A renewed Iran nuclear deal appears closer than ever.
A renewed Iran nuclear deal appears closer than ever. Here are the final sticking points
NBC -Aug 18th 2022
- Iranian negotiating team adviser Mohammad Marandi said on Monday that “we’re closer than we’ve been before” to securing a deal and that the “remaining issues are not very difficult to resolve.”
- The Biden administration says it’s ready to sign a deal quickly if Iran accepts it.
- Three major sticking points remain, however.
Iran appears the most optimistic it’s been in years about finally clinching an agreement on a renewed version of the 2015 nuclear deal with the U.S. and other foreign powers.
Iranian negotiating team adviser Mohammad Marandi said on Monday that “we’re closer than we’ve been before” to securing a deal and that the “remaining issues are not very difficult to resolve.” And the European Union’s “final text” proposal for the deal, submitted last week, has been approved by the U.S., which says it’s ready to quickly seal the agreement if Iran accepts it.

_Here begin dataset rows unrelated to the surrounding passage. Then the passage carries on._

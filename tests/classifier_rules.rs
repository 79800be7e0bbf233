use gavel::review::{
    BranchKind, ClassificationStatus, ReviewClassifier, Severity, feedback::recommendation_line,
};

fn classify(branch: &str, diff: &str) -> gavel::review::BranchClassification {
    ReviewClassifier::default().classify(branch, diff)
}

#[test]
fn default_branches_are_rejected_whatever_the_diff() {
    for branch in ["main", "master"] {
        for diff in ["", "function x() {}", "harmless one-liner"] {
            let result = classify(branch, diff);
            assert_eq!(result.kind, BranchKind::Main);
            assert_eq!(result.status, ClassificationStatus::Rejected);
            assert_eq!(result.severity, Severity::Critical);
            assert!(!result.approved);
        }
    }
}

#[test]
fn feature_with_function_and_test_marker_has_no_missing_tests_issue() {
    let diff = "function login(user) { return user; }\nit('logs in', () => {});";
    let result = classify("feature/x", diff);

    assert!(!result.issues.iter().any(|i| i.contains("no test files")));
    assert!(result.positives.iter().any(|p| p.contains("Test files included")));
}

#[test]
fn feature_with_function_but_no_tests_draws_an_issue() {
    let result = classify("feature/x", "function login(user) { return user; }");
    assert!(result.issues.iter().any(|i| i.contains("no test files detected")));
    assert!(result.suggestions.iter().any(|s| s.contains("unit tests")));
}

#[test]
fn feature_line_limit_is_exclusive_at_500() {
    let at_limit = "x\n".repeat(500);
    let result = classify("feature/sized", &at_limit);
    assert!(!result.issues.iter().any(|i| i.contains("Large changeset")));

    let over_limit = "x\n".repeat(501);
    let result = classify("feature/sized", &over_limit);
    assert!(result.issues.iter().any(|i| i.contains("Large changeset")));
}

#[test]
fn hotfix_of_150_lines_with_tests_has_one_critical_issue_and_is_rejected() {
    let mut diff = "context\n".repeat(149);
    diff.push_str("covered by test");
    let result = classify("hotfix/y", &diff);

    assert_eq!(result.kind, BranchKind::Hotfix);
    assert_eq!(
        result.issues.iter().filter(|i| i.contains("CRITICAL")).count(),
        1
    );
    assert_eq!(result.status, ClassificationStatus::Rejected);
    assert_eq!(result.severity, Severity::Critical);
    assert!(!result.approved);
}

#[test]
fn hotfix_line_limit_is_exclusive_at_100() {
    let mut diff = "context\n".repeat(99);
    diff.push_str("covered by test");
    let result = classify("hotfix/y", &diff);
    assert!(result.issues.iter().all(|i| !i.contains("CRITICAL")));
    assert_eq!(result.status, ClassificationStatus::Approved);
}

#[test]
fn hotfix_touching_many_files_draws_an_issue() {
    let mut diff = String::from("covered by test\n");
    for i in 0..6 {
        diff.push_str(&format!("diff --git a/f{i}.js b/f{i}.js\n"));
    }
    let result = classify("hotfix/wide", &diff);
    assert!(result.issues.iter().any(|i| i.contains("more than 5 files")));
}

#[test]
fn hotfix_without_tests_accumulates_issues_into_needs_changes() {
    // No tests, new function, wide file scope: three non-critical issues.
    let mut diff = String::from("function patch() {}\n");
    for i in 0..6 {
        diff.push_str(&format!("diff --git a/f{i}.js b/f{i}.js\n"));
    }
    let result = classify("hotfix/busy", &diff);

    assert!(result.issues.len() > 2);
    assert!(result.issues.iter().all(|i| !i.contains("CRITICAL")));
    assert_eq!(result.status, ClassificationStatus::NeedsChanges);
    assert_eq!(result.severity, Severity::Major);
    assert!(!result.approved);
}

#[test]
fn unrecognized_branches_are_pending_regardless_of_diff() {
    for diff in ["", "function x() {}", &"line\n".repeat(1000)] {
        let result = classify("chore/z", diff);
        assert_eq!(result.kind, BranchKind::Other);
        assert_eq!(result.status, ClassificationStatus::Pending);
        assert_eq!(result.severity, Severity::Info);
        assert!(!result.approved);
    }
}

#[test]
fn every_variant_ends_with_the_recommendation_for_its_status() {
    let wide_hotfix = {
        let mut diff = String::from("function patch() {}\n");
        for i in 0..6 {
            diff.push_str(&format!("diff --git a/f{i}.js b/f{i}.js\n"));
        }
        diff
    };
    let cases: Vec<(&str, String)> = vec![
        ("main", "anything".to_string()),
        ("master", String::new()),
        ("feature/ok", "function a() {} it('works', () => {})".to_string()),
        ("feature/bare", "let x;".to_string()),
        ("feature/huge", "x\n".repeat(600)),
        ("hotfix/big", "line\n".repeat(150)),
        ("hotfix/ok", "-old\n+new\ntest".to_string()),
        ("hotfix/busy", wide_hotfix),
        ("chore/z", "x".to_string()),
        ("", "x".to_string()),
    ];

    for (branch, diff) in cases {
        let result = classify(branch, &diff);
        let expected = recommendation_line(result.status);
        assert!(
            result.feedback.trim_end().ends_with(expected),
            "feedback for `{branch}` must end with {expected:?}"
        );
        assert_eq!(
            result.feedback.matches("AI Recommendation").count(),
            1,
            "feedback for `{branch}` must carry exactly one recommendation line"
        );
        match result.status {
            ClassificationStatus::Approved => assert!(result.approved),
            _ => assert!(!result.approved),
        }
    }
}
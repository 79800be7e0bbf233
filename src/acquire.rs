#![warn(missing_docs)]
#![warn(clippy::missing_docs_in_private_items)]

//! Fetches submission content for a repository + ref into an ephemeral,
//! isolated workspace.

use std::{
    fs,
    path::{Path, PathBuf},
    time::Duration,
};

use uuid::Uuid;

use crate::{
    config,
    error::AcquisitionError,
    github::{GitHubClient, RepoRef},
};

/// An acquired submission workspace.
///
/// The workspace is a scoped resource: dropping it removes the downloaded
/// archive and extraction tree, so cleanup fires on every exit path of a
/// grading call. Removal failures are logged and never escalated.
#[derive(Debug)]
pub struct Workspace {
    /// Unique directory holding the archive and extraction tree.
    root:         PathBuf,
    /// The single folder inside the archive that holds the actual content.
    content_root: PathBuf,
}

impl Workspace {
    /// Returns the directory holding the submission content.
    pub fn content_root(&self) -> &Path {
        &self.content_root
    }

    /// Returns the workspace root (archive + extraction tree).
    pub fn root(&self) -> &Path {
        &self.root
    }
}

impl Drop for Workspace {
    fn drop(&mut self) {
        if let Err(e) = fs::remove_dir_all(&self.root) {
            tracing::warn!("Could not clean up workspace {}: {e}", self.root.display());
        }
    }
}

/// Downloads and unpacks submission archives.
#[derive(Clone)]
pub struct RepositoryAcquirer {
    /// Hosting API handle used for archive downloads.
    github:            GitHubClient,
    /// Directory under which per-submission workspaces are created.
    staging_dir:       PathBuf,
    /// Deadline for the archive download.
    download_timeout:  Duration,
    /// Ceiling on archive size in bytes.
    max_archive_bytes: u64,
}

impl RepositoryAcquirer {
    /// Creates an acquirer from explicit parts.
    pub fn new(
        github: GitHubClient,
        staging_dir: PathBuf,
        download_timeout: Duration,
        max_archive_bytes: u64,
    ) -> Self {
        Self {
            github,
            staging_dir,
            download_timeout,
            max_archive_bytes,
        }
    }

    /// Creates an acquirer using the global configuration for staging
    /// directory, timeout, and size cap.
    pub fn from_config(github: GitHubClient) -> Self {
        let cfg = config::get();
        Self::new(
            github,
            cfg.staging_dir().clone(),
            cfg.download_timeout(),
            cfg.max_archive_bytes(),
        )
    }

    /// Downloads the archive of `reference` and extracts it into a uniquely
    /// named workspace, returning a guard whose drop removes everything.
    ///
    /// `label` names the workspace directory (a caller identifier such as
    /// the submitter); a UUID suffix keeps concurrent acquisitions apart.
    /// On any mid-operation failure the partially written tree is removed
    /// best-effort before the error propagates.
    pub async fn acquire(
        &self,
        repo: &RepoRef,
        reference: &str,
        label: &str,
    ) -> Result<Workspace, AcquisitionError> {
        let dir_name = format!("{}-{}", sanitize_label(label), Uuid::new_v4());
        let root = self.staging_dir.join(dir_name);
        fs::create_dir_all(&root)?;

        tracing::info!("Acquiring {repo}@{reference} into {}", root.display());

        match self.acquire_into(repo, reference, &root).await {
            Ok(content_root) => Ok(Workspace { root, content_root }),
            Err(e) => {
                if let Err(cleanup) = fs::remove_dir_all(&root) {
                    tracing::warn!(
                        "Could not clean up partial workspace {}: {cleanup}",
                        root.display()
                    );
                }
                Err(e)
            }
        }
    }

    /// Downloads and extracts into an existing workspace root, returning
    /// the content root. Cleanup of `root` on failure is the caller's job.
    async fn acquire_into(
        &self,
        repo: &RepoRef,
        reference: &str,
        root: &Path,
    ) -> Result<PathBuf, AcquisitionError> {
        let archive_path = root.join("archive.zip");
        let written = self
            .github
            .download_archive(
                repo,
                reference,
                &archive_path,
                self.max_archive_bytes,
                self.download_timeout,
            )
            .await?;
        tracing::info!("Downloaded {written} bytes for {repo}@{reference}");

        let extract_dir = root.join("content");
        let reference_owned = reference.to_string();
        let archive_owned = archive_path.clone();
        tokio::task::spawn_blocking(move || {
            extract_archive(&archive_owned, &extract_dir, &reference_owned)
        })
        .await
        .map_err(|e| AcquisitionError::Io(std::io::Error::other(e)))?
    }
}

/// Extracts `archive` into `dest` and locates the single root folder the
/// archive format wraps content in.
///
/// Fails with [`AcquisitionError::EmptyOrMalformedArchive`] when the
/// archive has no entries, more than one top-level entry, or a top-level
/// entry that is not a directory.
pub(crate) fn extract_archive(
    archive: &Path,
    dest: &Path,
    reference: &str,
) -> Result<PathBuf, AcquisitionError> {
    let file = fs::File::open(archive)?;
    let mut zip = zip::ZipArchive::new(file)?;
    fs::create_dir_all(dest)?;
    zip.extract(dest)?;

    let malformed = || AcquisitionError::EmptyOrMalformedArchive {
        reference: reference.to_string(),
    };

    let mut entries = fs::read_dir(dest)?;
    let first = entries.next().ok_or_else(malformed)??;
    if entries.next().is_some() {
        return Err(malformed());
    }
    if !first.file_type()?.is_dir() {
        return Err(malformed());
    }

    Ok(first.path())
}

/// Restricts a workspace label to filesystem-safe characters.
fn sanitize_label(label: &str) -> String {
    let cleaned: String = label
        .chars()
        .map(|c| {
            if c.is_ascii_alphanumeric() || c == '-' || c == '_' {
                c
            } else {
                '-'
            }
        })
        .collect();
    if cleaned.is_empty() {
        "submission".to_string()
    } else {
        cleaned
    }
}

Still, there are obstacles to rescuing the Obama-era pact, which lifted sanctions on Iran in exchange for a range of limits on its nuclear program. Iranian negotiators responded to the EU’s proposal, pointing out the remaining issues that may yet prove impossible to reconcile.

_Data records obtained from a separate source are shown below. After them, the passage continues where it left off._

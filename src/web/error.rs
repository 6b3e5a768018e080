//! Mapping of classified errors to HTTP responses.

use crate::error::{ErrorKind, kind_of};
use serde::Serialize;
use std::fmt::{Debug, Display, Formatter};
use warp::http::StatusCode;
use warp::reject::Reject;

/// An error that can be serialized to JSON and returned as an HTTP response.
///
/// The `status` field determines the HTTP status code but is not serialized.
#[derive(Clone, Serialize, Debug)]
pub struct ApiError {
    #[serde(skip)]
    pub status: StatusCode,
    pub message: String,
}

impl Display for ApiError {
    fn fmt(&self, f: &mut Formatter<'_>) -> std::fmt::Result {
        write!(f, "{} ({})", self.message, self.status)
    }
}

impl Reject for ApiError {}

impl ApiError {
    pub fn new(status: StatusCode, message: impl ToString) -> Self {
        ApiError {
            status,
            message: message.to_string(),
        }
    }
}

impl From<&anyhow::Error> for ApiError {
    fn from(err: &anyhow::Error) -> Self {
        let status = kind_of(err)
            .map(status_of)
            .unwrap_or(StatusCode::INTERNAL_SERVER_ERROR);

        ApiError::new(status, format!("{:#}", err))
    }
}

/// Determines the response status for a failure of the given kind.
pub fn status_of(kind: ErrorKind) -> StatusCode {
    match kind {
        ErrorKind::NotFound => StatusCode::NOT_FOUND,
        ErrorKind::Validation => StatusCode::BAD_REQUEST,
        ErrorKind::ConditionFailed => StatusCode::CONFLICT,
        ErrorKind::Throttled => StatusCode::TOO_MANY_REQUESTS,
        ErrorKind::StoreUnavailable => StatusCode::SERVICE_UNAVAILABLE,
        ErrorKind::PartialFailure => StatusCode::INTERNAL_SERVER_ERROR,
    }
}

#[cfg(test)]
mod tests {
    use super::*;
    use crate::error::ResultExt;
    use anyhow::{Context, anyhow};

    #[test]
    fn classified_errors_keep_their_status_below_context() {
        let err = Err::<(), _>(anyhow!("no such post"))
            .with_kind(ErrorKind::NotFound)
            .context("Failed to resolve post graph")
            .unwrap_err();

        let api_error = ApiError::from(&err);
        assert_eq!(api_error.status, StatusCode::NOT_FOUND);
        assert!(api_error.message.starts_with("Failed to resolve post graph: "));
        assert!(api_error.message.ends_with("no such post"));
    }

    #[test]
    fn unclassified_errors_are_internal() {
        let err = anyhow!("boom");
        assert_eq!(
            ApiError::from(&err).status,
            StatusCode::INTERNAL_SERVER_ERROR
        );
    }

    #[test]
    fn only_the_message_is_serialized() {
        let api_error = ApiError::new(StatusCode::CONFLICT, "Vote exists");
        assert_eq!(
            serde_json::to_string(&api_error).unwrap(),
            r#"{"message":"Vote exists"}"#
        );
    }
}
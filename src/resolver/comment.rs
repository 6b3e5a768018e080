use crate::keys;
use crate::model::Comment;
use crate::resolver::Resolvers;
use crate::tools::id_generator::generate_entity_id;
use crate::validation::{MAX_COMMENT_LENGTH, validate_str, validate_username};
use anyhow::Context;

impl Resolvers {
    /// Adds a comment to an existing post.
    #[tracing::instrument(level = "debug", skip(self, text), err(Display))]
    pub async fn add_comment(
        &self,
        username: &str,
        post_id: &str,
        text: &str,
    ) -> anyhow::Result<Comment> {
        validate_username(username)?;
        validate_str("text", text, 1, MAX_COMMENT_LENGTH)?;

        // No orphans: the post must exist.
        let post = self.get_post(post_id).await?;

        let comment = Comment {
            id: generate_entity_id(),
            post_id: post.id,
            username: username.to_string(),
            text: text.to_string(),
            created_at: self.now(),
        };

        self.insert(&comment, &keys::comment_keys(&comment))
            .await
            .with_context(|| format!("Failed to add comment to post '{}'", post_id))?;

        Ok(comment)
    }
}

And the stakes are high: the more time goes by, the more Iran progresses in the advancement of its nuclear technology — far beyond the scope of what the U.N.’s nuclear watchdog, the International Atomic Energy Agency, and the 2015 deal’s original signatories say is acceptable.
Already in the spring of 2021, IAEA chief Rafael Grossi said of Iran that “only countries making bombs are reaching this level” of nuclear enrichment.
With a revived nuclear deal, the U.S. and the deal’s other signatories — France, the U.K., Germany, China and Russia, known collectively as the P5+1 — aim to contain the nuclear program and prevent what many warn could be a nuclear weapons crisis. Iran maintains that its aims are peaceful and that its actions fall within the country’s sovereign rights.
Three major sticking points
Three main sticking points remain. Iran wants the Biden administration to remove its Islamic Revolutionary Guard Corps from its designated terrorist list, which so far Washington seems unwilling to do.
It also wants a guarantee that the deal will be binding regardless of future U.S. administrations. Biden cannot legally guarantee that, and the reality remains that another administration could cancel any deal just as former president Donald Trump did.
The third item is a long-running investigation by the IAEA into traces of uranium found at three of Iran’s undeclared nuclear sites several years ago. Tehran wants it shut down, something the agency itself, as well as Western governments, are opposed to.